Our study is the first to characterize burnout among a cross-section of physicians, pharmacists, nurses, and other practitioners in the NCS. A call to action and a genuine commitment by the hospital, organizational, local, and federal governmental leaders and society as a whole is essential to advocate for interventions to ameliorate burnout and care for our health care professionals.
burnout 是医疗专业人员中日益严重的问题,已达到危机的程度。它的定义是情绪疲惫、玩世不恭和职业不满,是由个人价值观与工作场所需求不匹配引起的。burnout 在神经危重病学会(NCS)中以前没有得到过彻底的研究。本研究的目的是评估 NCS 中 burnout 的患病率、促成因素和潜在干预措施,以减少 burnout。
使用问卷调查对 NCS 成员进行 burnout 的横断面研究。电子调查包括个人和专业特征问题以及 Maslach Burnout Inventory Human Services Survey for Medical Personnel (MBI)。这个经过验证的衡量标准评估了情绪疲惫(EE)、去人性化(DP)和个人成就(PA)。这些子量表的评分分为高、中或低。burnout (MBI) 定义为 EE 或 DP 得分高,或 PA 得分低。MBI(包含 22 个问题)添加了一个李克特量表(0-6),为每个特定感觉的频率提供了汇总数据。使用 χ 检验比较分类变量,使用 t 检验比较连续变量。

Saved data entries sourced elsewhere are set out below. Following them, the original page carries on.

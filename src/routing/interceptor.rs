use http::uri::PathAndQuery;
use http::{Request, Uri};
use tracing::warn;

use crate::config::types::ClientConfig;
use crate::utils::constants::{API_SOURCE_HEADER, MARATHON_API_SOURCE, METRONOME_API_SOURCE};

/// Which backend service a request is destined for. Local routing only;
/// the tag is stripped before the request leaves the client.
#[derive(Debug, Clone, Copy, PartialEq, Eq)]
pub enum ApiSource {
    Marathon,
    Metronome,
}

impl ApiSource {
    /// Recognizes exactly the two fixed wire values; anything else is
    /// not a source tag.
    pub fn from_header_value(value: &str) -> Option<ApiSource> {
        match value {
            MARATHON_API_SOURCE => Some(ApiSource::Marathon),
            METRONOME_API_SOURCE => Some(ApiSource::Metronome),
            _ => None,
        }
    }

    pub fn as_header_value(&self) -> &'static str {
        match self {
            ApiSource::Marathon => MARATHON_API_SOURCE,
            ApiSource::Metronome => METRONOME_API_SOURCE,
        }
    }
}

/// Rewrites tagged request paths with the configured service prefix so a
/// single HTTP client can address either backend.
#[derive(Debug, Clone)]
pub struct PathInterceptor {
    marathon_path: String,
    metronome_path: String,
}

impl PathInterceptor {
    pub fn new(marathon_path: impl Into<String>, metronome_path: impl Into<String>) -> Self {
        Self {
            marathon_path: marathon_path.into(),
            metronome_path: metronome_path.into(),
        }
    }

    pub fn from_config(config: &ClientConfig) -> Self {
        Self::new(config.marathon_path(), config.metronome_path())
    }

    /// Prepend the service prefix for the tagged backend, then strip the
    /// tag header. Only the first header value is consulted; callers set
    /// at most one tag per request. Untagged requests pass through
    /// unchanged.
    pub fn apply<B>(&self, request: &mut Request<B>) {
        let source = request
            .headers()
            .get(API_SOURCE_HEADER)
            .and_then(|value| value.to_str().ok())
            .and_then(ApiSource::from_header_value);

        if let Some(source) = source {
            let prefix = match source {
                ApiSource::Marathon => self.marathon_path.as_str(),
                ApiSource::Metronome => self.metronome_path.as_str(),
            };
            prepend_path(request, prefix);
        }

        request.headers_mut().remove(API_SOURCE_HEADER);
    }
}

fn prepend_path<B>(request: &mut Request<B>, prefix: &str) {
    let uri = request.uri();
    let path_and_query = uri.path_and_query().map(PathAndQuery::as_str).unwrap_or("/");

    let rewritten: PathAndQuery = match format!("{}{}", prefix, path_and_query).parse() {
        Ok(pq) => pq,
        Err(e) => {
            warn!(prefix, "invalid service path prefix, leaving path untouched: {e}");
            return;
        }
    };

    let mut parts = uri.clone().into_parts();
    parts.path_and_query = Some(rewritten);
    match Uri::from_parts(parts) {
        Ok(new_uri) => *request.uri_mut() = new_uri,
        Err(e) => warn!("path rewrite produced an invalid URI: {e}"),
    }
}
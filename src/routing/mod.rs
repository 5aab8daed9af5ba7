pub mod interceptor;
pub mod credentials;
pub mod session;
pub mod token;
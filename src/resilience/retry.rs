use anyhow::Result;
use tokio::time::{sleep, Duration};
use tracing::{error, warn};

/// Exponential backoff applied to the IAM login exchange.
#[derive(Debug, Clone)]
pub struct RetryPolicy {
    pub attempts: u32,
    /// doubled on every attempt until max_delay_ms
    pub base_delay_ms: u64,
    pub max_delay_ms: u64,
}

impl Default for RetryPolicy {
    fn default() -> Self {
        Self {
            attempts: 3,
            base_delay_ms: 250,
            max_delay_ms: 2_000,
        }
    }
}

impl RetryPolicy {
    pub async fn run<F, Fut, T>(&self, mut operation: F) -> Result<T>
    where
        F: FnMut() -> Fut,
        Fut: std::future::Future<Output = Result<T>>,
    {
        let attempts = self.attempts.max(1);
        let mut delay = self.base_delay_ms;

        for attempt in 1..=attempts {
            match operation().await {
                Ok(value) => return Ok(value),
                Err(e) if attempt < attempts => {
                    warn!(attempt, attempts, delay_ms = delay, "retrying after failure: {e}");
                    sleep(Duration::from_millis(delay)).await;
                    delay = (delay * 2).min(self.max_delay_ms);
                }
                Err(e) => {
                    error!("giving up after {attempt} attempts: {e}");
                    return Err(e);
                }
            }
        }
        unreachable!("loop covers every attempt")
    }
}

共有 82%(248 名中的 204 名)的参与者完成了整个问卷;61%(204 名中的 124 名)根据 MBI 标准出现 burnout。EE 得分高的有 46%(204 名中的 94 名),DP 得分高的有 42%(204 名中的 85 名),PA 得分低的有 29%(204 名中的 60 名)。现在感觉很累、过去感觉很累、没有有效的/响应性主管、因 burnout 而考虑离职、因 burnout 而离职等变量与 burnout(MBI)显著相关(p < 0.05)。在实践初期(目前培训/培训后 0-5 年)的受访者中,burnout(MBI)也高于培训后 21 年或以上的受访者。此外,缺乏支持人员会导致 burnout,而改善工作场所自主权是最具保护作用的因素。
我们的研究是首次对 NCS 中的医生、药师、护士和其他从业人员进行 burnout 特征描述。医院、组织、地方和联邦政府领导人以及整个社会都需要采取行动并做出真正的承诺,倡导采取干预措施来减轻 burnout,并关爱我们的医疗保健专业人员。